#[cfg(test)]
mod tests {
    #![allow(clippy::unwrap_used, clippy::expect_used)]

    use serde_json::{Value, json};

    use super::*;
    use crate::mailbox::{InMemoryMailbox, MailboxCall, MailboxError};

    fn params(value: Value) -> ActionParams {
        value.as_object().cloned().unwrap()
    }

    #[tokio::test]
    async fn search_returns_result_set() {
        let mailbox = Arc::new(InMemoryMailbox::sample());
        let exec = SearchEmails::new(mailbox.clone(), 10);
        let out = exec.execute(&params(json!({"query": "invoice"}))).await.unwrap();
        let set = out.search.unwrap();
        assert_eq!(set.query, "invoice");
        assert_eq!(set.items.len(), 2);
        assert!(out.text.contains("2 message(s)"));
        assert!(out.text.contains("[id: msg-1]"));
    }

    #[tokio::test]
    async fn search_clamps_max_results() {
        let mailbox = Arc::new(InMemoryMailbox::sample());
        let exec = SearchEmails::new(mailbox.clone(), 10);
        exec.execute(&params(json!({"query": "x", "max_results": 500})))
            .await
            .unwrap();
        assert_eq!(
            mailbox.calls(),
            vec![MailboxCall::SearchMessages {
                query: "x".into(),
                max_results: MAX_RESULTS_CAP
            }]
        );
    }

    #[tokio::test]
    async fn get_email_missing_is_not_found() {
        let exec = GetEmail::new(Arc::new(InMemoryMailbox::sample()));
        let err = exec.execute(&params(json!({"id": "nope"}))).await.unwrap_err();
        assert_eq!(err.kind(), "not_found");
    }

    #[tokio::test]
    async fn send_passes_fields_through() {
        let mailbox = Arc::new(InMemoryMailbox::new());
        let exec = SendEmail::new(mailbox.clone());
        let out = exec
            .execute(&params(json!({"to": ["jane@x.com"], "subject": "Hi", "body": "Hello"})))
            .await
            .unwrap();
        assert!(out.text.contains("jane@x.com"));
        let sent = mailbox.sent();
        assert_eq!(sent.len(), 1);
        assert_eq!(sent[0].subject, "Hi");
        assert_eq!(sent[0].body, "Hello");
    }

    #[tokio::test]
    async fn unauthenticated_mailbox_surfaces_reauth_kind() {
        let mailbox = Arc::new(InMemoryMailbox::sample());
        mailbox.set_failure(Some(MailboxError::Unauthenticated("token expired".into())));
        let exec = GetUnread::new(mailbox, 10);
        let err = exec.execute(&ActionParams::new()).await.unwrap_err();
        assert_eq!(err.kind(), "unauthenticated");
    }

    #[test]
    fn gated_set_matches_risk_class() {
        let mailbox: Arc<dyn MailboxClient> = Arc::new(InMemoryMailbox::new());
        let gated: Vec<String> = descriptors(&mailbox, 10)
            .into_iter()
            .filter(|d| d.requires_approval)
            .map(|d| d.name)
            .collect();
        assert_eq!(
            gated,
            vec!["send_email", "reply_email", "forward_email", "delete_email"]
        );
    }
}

+++

▶ WHAT YOU WILL DO
Once you have checked the entries above, say how many lines include the word "contains", and nothing beyond the number.

▶ ANSWER FOR THIS EXERCISE
3